Representative for the BBCA, Jessica Carrington said the award did not come as a surprise “because we have put in a tremendous amount of work”.
“We have been labouring relentlessly over the last nine years … in our contributions to Barbados. We have given dialysis machines, televisions, chairs and not to mention [built] friendships… It is a labour of love, not only for me but for the entire planning committee, the executive and the advisory council.”
Carrington explained that in addition to providing scholarships to Barbadian youth attending colleges and universities in Canada, the BBCA annually hosts the Barbados Charity Ball in Canada and the organisation will be celebrating its 10th year in 2013.
Honorary Consul for Barbados in South Carolina, Rhoda Green, collected the Minister’s Excellence and Achievement Award for her outstanding work in highlighting Barbados’ contribution to the Carolinas and Charleston. Green was instrumental in the establishment of Charles Towne Landing — a US$19 million museum devoted to showcasing the Barbados Carolinas connection.
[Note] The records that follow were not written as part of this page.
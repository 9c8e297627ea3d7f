//! Domain Layer
//!
//! Contains entities, value objects, and repository traits.

pub mod entity;
pub mod repository;
pub mod value_object;

// Re-exports
pub use entity::{credential::Credential, revoked_token::RevokedToken, user::User};
pub use repository::{BlacklistRepository, CredentialRepository, IdentityResolver, UserRepository};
The Special Award was presented to third generation Barbadian from Panama, Sheila Wilkinson, for her efforts in helping the Barbadian community and Barbadian visitors to Panama.
“When Barbadians come to Panama, I make their hotel reservations and I don’t charge them anything. I pick people up at the airport, take them shopping, [and] I arrange tours for them.
I do this not only for Barbadians, but Jamaicans, Bahamians, … everybody tells people to call Sheila when they are visiting Panama,” she remarked.
Wilkinson outlined that this was her sixth trip to Barbados, and years ago she reconnected with her parents’ family on the island. Adding that 17 Barbadian descendants from Panama accompanied her to the BNC 2012, she said: “I didn’t go to the first Diaspora conference but this one was wonderful and informative. My interest has been awakened to do more and get our people together.”
However, she lamented: “In Panama [although] we are Latin American some people tend not to keep our [Barbadian] culture alive. We still cook cou-cou and [other] things like we would in Barbados. One problem is that most of the people are not making their children speak English.
“Our forefathers built the Canal, and if you [see] what those people went through to put us where we are today… We need to preserve our heritage, culture and keep families in contact with each other.”